(Collected data entries)
******
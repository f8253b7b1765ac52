//! Per-intent reply templates and placeholder substitution.

use std::collections::HashMap;

use crate::error::PipelineError;
use crate::pipeline::types::Intent;

const DEMO_REQUEST: &str = "\
Hi {name},

Thank you for your interest in a demo! I'd be delighted to show you what we can do for {company}.

Based on your message, it sounds like you're looking to {intent_summary}. I've reserved a few time slots for this week. You can pick whichever works best for your schedule:

📅 Book a demo: [calendar-link-here]

In the meantime, here's a quick 2-minute overview video that covers the basics: [video-link]

Looking forward to connecting!

Best regards,
Aurora - Lead Response AI
";

const PRICING_INQUIRY: &str = "\
Hi {name},

Thanks for reaching out about pricing for {company}!

Our pricing is designed to scale with your needs. Here's a quick overview:

• Starter: $99/month (up to 500 leads/month)
• Growth: $299/month (up to 2,000 leads/month)
• Enterprise: Custom pricing (unlimited + dedicated support)

All plans include:
✓ <60 second response times
✓ Email + Telegram notifications
✓ Full analytics dashboard
✓ 14-day free trial (no credit card required)

Based on what you shared about {company}, the {recommended_plan} plan would likely be the best fit. Happy to jump on a quick call to discuss your specific needs.

📅 Schedule a call: [calendar-link-here]
💰 Start free trial: [trial-link-here]

Best regards,
Aurora - Lead Response AI
";

const SUPPORT_QUESTION: &str = "\
Hi {name},

Thanks for reaching out! I'm here to help resolve any issues you're experiencing.

Based on your message, it sounds like you're dealing with: {intent_summary}

Here are a few quick troubleshooting steps:

1. [Common fix #1]
2. [Common fix #2]
3. [Link to detailed docs]

If those don't resolve it, our support team is standing by:
📧 Email: support@example.com
💬 Live chat: [chat-link]
📞 Phone: [phone-number] (Mon-Fri 9am-6pm EST)

We'll get you sorted out right away!

Best regards,
Aurora - Lead Response AI
";

const PARTNERSHIP: &str = "\
Hi {name},

Thank you for reaching out about a potential partnership with {company}!

We're always interested in exploring collaborations that create mutual value. Based on your message, it sounds like you're thinking about {intent_summary}.

I'd love to learn more about what you have in mind. Here's the best way forward:

1. Share more details: What type of partnership are you envisioning? (Integration, referral, co-marketing, etc.)
2. Let's schedule a call: [calendar-link-here]
3. In the meantime, here's our partnership overview: [partnership-deck-link]

Our partnerships team typically responds within 24 hours, but I wanted to get the conversation started right away.

Looking forward to exploring this together!

Best regards,
Aurora - Lead Response AI
";

const GENERAL_INQUIRY: &str = "\
Hi {name},

Thanks for reaching out! Happy to help answer your questions about what we do.

Based on your message, it sounds like you're curious about {intent_summary}.

Here's a quick overview:

We help B2B companies respond to leads in under 60 seconds (vs the industry average of 42 hours). Our system:
• Automatically classifies lead intent
• Sends personalized responses instantly
• Notifies your sales team via Telegram
• Tracks all interactions in a dashboard

Want to see it in action?
📅 Book a 10-minute demo: [calendar-link-here]
📄 Read case studies: [case-studies-link]
🎬 Watch 2-min overview: [video-link]

Let me know if you have any other questions!

Best regards,
Aurora - Lead Response AI
";

/// Lead score at or above which the Growth plan is recommended.
const GROWTH_PLAN_THRESHOLD: u8 = 8;

/// Fixed reply template per intent.
#[derive(Debug, Clone)]
pub struct ResponseTemplates {
    templates: HashMap<Intent, String>,
}

impl ResponseTemplates {
    pub fn new(templates: HashMap<Intent, String>) -> Self {
        Self { templates }
    }

    /// Template for an intent, falling back to the general_inquiry text.
    fn get(&self, intent: Intent) -> &str {
        self.templates
            .get(&intent)
            .or_else(|| self.templates.get(&Intent::GeneralInquiry))
            .map(String::as_str)
            .unwrap_or(GENERAL_INQUIRY)
    }
}

impl Default for ResponseTemplates {
    fn default() -> Self {
        let mut templates = HashMap::new();
        templates.insert(Intent::DemoRequest, DEMO_REQUEST.to_string());
        templates.insert(Intent::PricingInquiry, PRICING_INQUIRY.to_string());
        templates.insert(Intent::SupportQuestion, SUPPORT_QUESTION.to_string());
        templates.insert(Intent::Partnership, PARTNERSHIP.to_string());
        templates.insert(Intent::GeneralInquiry, GENERAL_INQUIRY.to_string());
        Self::new(templates)
    }
}

/// Fills reply templates from submission fields and derived values.
pub struct ResponseGenerator {
    templates: ResponseTemplates,
}

impl ResponseGenerator {
    pub fn new(templates: ResponseTemplates) -> Self {
        Self { templates }
    }

    /// Generate the reply text. Pure function of its inputs.
    pub fn generate(
        &self,
        intent: Intent,
        intent_summary: &str,
        name: &str,
        company: &str,
        score: u8,
    ) -> Result<String, PipelineError> {
        let plan = recommended_plan(score);
        let vars = [
            ("name", name),
            ("company", company),
            ("intent_summary", intent_summary),
            ("recommended_plan", plan),
        ];
        let filled = render(self.templates.get(intent), &vars)?;
        Ok(filled.trim().to_string())
    }
}

/// Plan recommendation from the lead score.
pub fn recommended_plan(score: u8) -> &'static str {
    if score >= GROWTH_PLAN_THRESHOLD {
        "Growth"
    } else {
        "Starter"
    }
}

/// Literal `{placeholder}` substitution.
///
/// Errors if the template references a placeholder that is not in `vars`.
/// Unused vars are fine.
fn render(template: &str, vars: &[(&str, &str)]) -> Result<String, PipelineError> {
    let mut out = String::with_capacity(template.len());
    let mut rest = template;

    while let Some(open) = rest.find('{') {
        out.push_str(&rest[..open]);
        let after = &rest[open + 1..];
        let close = after
            .find('}')
            .ok_or(PipelineError::UnterminatedPlaceholder)?;
        let key = &after[..close];
        let value = vars
            .iter()
            .find(|(k, _)| *k == key)
            .map(|(_, v)| *v)
            .ok_or_else(|| PipelineError::MissingPlaceholder(key.to_string()))?;
        out.push_str(value);
        rest = &after[close + 1..];
    }
    out.push_str(rest);
    Ok(out)
}

#[cfg(test)]
mod tests {
    use super::*;

    fn generator() -> ResponseGenerator {
        ResponseGenerator::new(ResponseTemplates::default())
    }

    #[test]
    fn demo_reply_includes_name_and_company() {
        let reply = generator()
            .generate(Intent::DemoRequest, "see a demo", "Alice", "Acme Robotics", 7)
            .unwrap();
        assert!(reply.starts_with("Hi Alice,"));
        assert!(reply.contains("Acme Robotics"));
        assert!(reply.contains("see a demo"));
    }

    #[test]
    fn high_score_recommends_growth_plan() {
        let reply = generator()
            .generate(Intent::PricingInquiry, "pricing", "Bob", "Northwind", 8)
            .unwrap();
        assert!(reply.contains("the Growth plan"));
    }

    #[test]
    fn low_score_recommends_starter_plan() {
        let reply = generator()
            .generate(Intent::PricingInquiry, "pricing", "Bob", "Northwind", 7)
            .unwrap();
        assert!(reply.contains("the Starter plan"));
    }

    #[test]
    fn generation_is_deterministic() {
        let a = generator()
            .generate(Intent::Partnership, "an integration", "Eve", "Initech", 6)
            .unwrap();
        let b = generator()
            .generate(Intent::Partnership, "an integration", "Eve", "Initech", 6)
            .unwrap();
        assert_eq!(a, b);
    }

    #[test]
    fn reply_is_trimmed() {
        let reply = generator()
            .generate(Intent::GeneralInquiry, "your product", "Dan", "Globex", 5)
            .unwrap();
        assert_eq!(reply, reply.trim());
    }

    #[test]
    fn missing_template_falls_back_to_general() {
        let mut templates = HashMap::new();
        templates.insert(Intent::GeneralInquiry, "Hi {name}, general reply.".to_string());
        let generator = ResponseGenerator::new(ResponseTemplates::new(templates));
        let reply = generator
            .generate(Intent::DemoRequest, "a demo", "Alice", "Acme", 5)
            .unwrap();
        assert_eq!(reply, "Hi Alice, general reply.");
    }

    #[test]
    fn unknown_placeholder_is_an_error() {
        let mut templates = HashMap::new();
        templates.insert(Intent::GeneralInquiry, "Hi {surname}".to_string());
        let generator = ResponseGenerator::new(ResponseTemplates::new(templates));
        let err = generator
            .generate(Intent::GeneralInquiry, "x", "Alice", "Acme", 5)
            .unwrap_err();
        assert!(matches!(err, PipelineError::MissingPlaceholder(ref p) if p == "surname"));
    }

    #[test]
    fn unterminated_placeholder_is_an_error() {
        let mut templates = HashMap::new();
        templates.insert(Intent::GeneralInquiry, "Hi {name".to_string());
        let generator = ResponseGenerator::new(ResponseTemplates::new(templates));
        let err = generator
            .generate(Intent::GeneralInquiry, "x", "Alice", "Acme", 5)
            .unwrap_err();
        assert!(matches!(err, PipelineError::UnterminatedPlaceholder));
    }

    #[test]
    fn plan_threshold_boundaries() {
        assert_eq!(recommended_plan(10), "Growth");
        assert_eq!(recommended_plan(8), "Growth");
        assert_eq!(recommended_plan(7), "Starter");
        assert_eq!(recommended_plan(1), "Starter");
    }

    #[test]
    fn all_default_templates_render() {
        for intent in Intent::ALL {
            let reply = generator()
                .generate(intent, "summary text", "Alice", "Acme Robotics", 9)
                .unwrap();
            assert!(reply.contains("Alice"), "{intent} template missing name");
        }
    }
}
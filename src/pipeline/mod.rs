//! Rule-based lead processing pipeline: classify → score → template-fill.

pub mod classifier;
pub mod processor;
pub mod scorer;
pub mod templates;
pub mod types;

pub use classifier::{ClassifierRules, IntentClassifier};
pub use processor::LeadProcessor;
pub use scorer::{QualityScorer, ScoreSignals};
pub use templates::{ResponseGenerator, ResponseTemplates};
pub use types::{Classification, Intent, LeadOutcome, Submission};
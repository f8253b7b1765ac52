//! Core pipeline types — submissions, intents, classification results.

use std::fmt;

use serde::{Deserialize, Serialize};

use crate::error::ValidationError;

/// A lead form submission. Immutable once accepted.
#[derive(Debug, Clone, Serialize, Deserialize)]
pub struct Submission {
    pub name: String,
    pub email: String,
    pub company: String,
    pub message: String,
    #[serde(default)]
    pub phone: Option<String>,
}

impl Submission {
    /// Validate field constraints at the boundary.
    ///
    /// Rejected submissions never reach the pipeline or the store.
    pub fn validate(&self) -> Result<(), ValidationError> {
        check_length("name", &self.name, 2, 100)?;
        check_length("company", &self.company, 2, 100)?;
        check_length("message", &self.message, 10, 1000)?;

        if let Some(ref phone) = self.phone
            && phone.chars().count() > 20
        {
            return Err(ValidationError::PhoneTooLong { max: 20 });
        }

        self.email
            .parse::<lettre::Address>()
            .map_err(|_| ValidationError::InvalidEmail)?;

        Ok(())
    }
}

fn check_length(
    field: &'static str,
    value: &str,
    min: usize,
    max: usize,
) -> Result<(), ValidationError> {
    let len = value.chars().count();
    if len < min || len > max {
        return Err(ValidationError::Length { field, min, max });
    }
    Ok(())
}

/// Fixed set of lead intents.
///
/// Variant order is the tie-break order for classification: when two intents
/// score equally, the first-defined one wins.
#[derive(Debug, Clone, Copy, PartialEq, Eq, Hash, Serialize, Deserialize)]
#[serde(rename_all = "snake_case")]
pub enum Intent {
    DemoRequest,
    PricingInquiry,
    SupportQuestion,
    Partnership,
    GeneralInquiry,
}

impl Intent {
    /// All intents in tie-break order.
    pub const ALL: [Intent; 5] = [
        Intent::DemoRequest,
        Intent::PricingInquiry,
        Intent::SupportQuestion,
        Intent::Partnership,
        Intent::GeneralInquiry,
    ];

    pub fn as_str(&self) -> &'static str {
        match self {
            Intent::DemoRequest => "demo_request",
            Intent::PricingInquiry => "pricing_inquiry",
            Intent::SupportQuestion => "support_question",
            Intent::Partnership => "partnership",
            Intent::GeneralInquiry => "general_inquiry",
        }
    }

    /// Parse a stored intent label. Unknown labels fall back to general_inquiry.
    pub fn from_label(label: &str) -> Intent {
        match label {
            "demo_request" => Intent::DemoRequest,
            "pricing_inquiry" => Intent::PricingInquiry,
            "support_question" => Intent::SupportQuestion,
            "partnership" => Intent::Partnership,
            _ => Intent::GeneralInquiry,
        }
    }
}

impl fmt::Display for Intent {
    fn fmt(&self, f: &mut fmt::Formatter<'_>) -> fmt::Result {
        f.write_str(self.as_str())
    }
}

/// Output of the intent classifier.
#[derive(Debug, Clone, PartialEq, Eq)]
pub struct Classification {
    pub intent: Intent,
    /// First 100 chars of the message, ellipsis-truncated.
    pub summary: String,
}

/// Result returned to the submitter after the pipeline completes.
#[derive(Debug, Clone, Serialize, Deserialize)]
pub struct LeadOutcome {
    pub success: bool,
    pub message: String,
    pub lead_id: i64,
    pub response_time_ms: i64,
}

#[cfg(test)]
mod tests {
    use super::*;

    fn valid_submission() -> Submission {
        Submission {
            name: "Alice Chen".into(),
            email: "alice@example.com".into(),
            company: "Acme Robotics".into(),
            message: "We would like to see a demo of your product.".into(),
            phone: None,
        }
    }

    #[test]
    fn valid_submission_passes() {
        assert!(valid_submission().validate().is_ok());
    }

    #[test]
    fn short_name_rejected() {
        let mut s = valid_submission();
        s.name = "A".into();
        assert!(matches!(
            s.validate(),
            Err(ValidationError::Length { field: "name", .. })
        ));
    }

    #[test]
    fn short_message_rejected() {
        let mut s = valid_submission();
        s.message = "too short".into();
        assert!(matches!(
            s.validate(),
            Err(ValidationError::Length { field: "message", .. })
        ));
    }

    #[test]
    fn long_message_rejected() {
        let mut s = valid_submission();
        s.message = "x".repeat(1001);
        assert!(s.validate().is_err());
    }

    #[test]
    fn bad_email_rejected() {
        let mut s = valid_submission();
        s.email = "not-an-email".into();
        assert!(matches!(s.validate(), Err(ValidationError::InvalidEmail)));
    }

    #[test]
    fn long_phone_rejected() {
        let mut s = valid_submission();
        s.phone = Some("0".repeat(21));
        assert!(matches!(
            s.validate(),
            Err(ValidationError::PhoneTooLong { .. })
        ));
    }

    #[test]
    fn intent_labels_round_trip() {
        for intent in Intent::ALL {
            assert_eq!(Intent::from_label(intent.as_str()), intent);
        }
    }

    #[test]
    fn unknown_label_falls_back_to_general() {
        assert_eq!(Intent::from_label("escalation"), Intent::GeneralInquiry);
    }

    #[test]
    fn intent_serializes_snake_case() {
        let json = serde_json::to_string(&Intent::DemoRequest).unwrap();
        assert_eq!(json, "\"demo_request\"");
    }
}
******
Your assignment =>
List every line above that holds the word "text".

Solution to the exercise =>
    /// Template for an intent, falling back to the general_inquiry text.
    /// Generate the reply text. Pure function of its inputs.
                .generate(intent, "summary text", "Alice", "Acme Robotics", 9)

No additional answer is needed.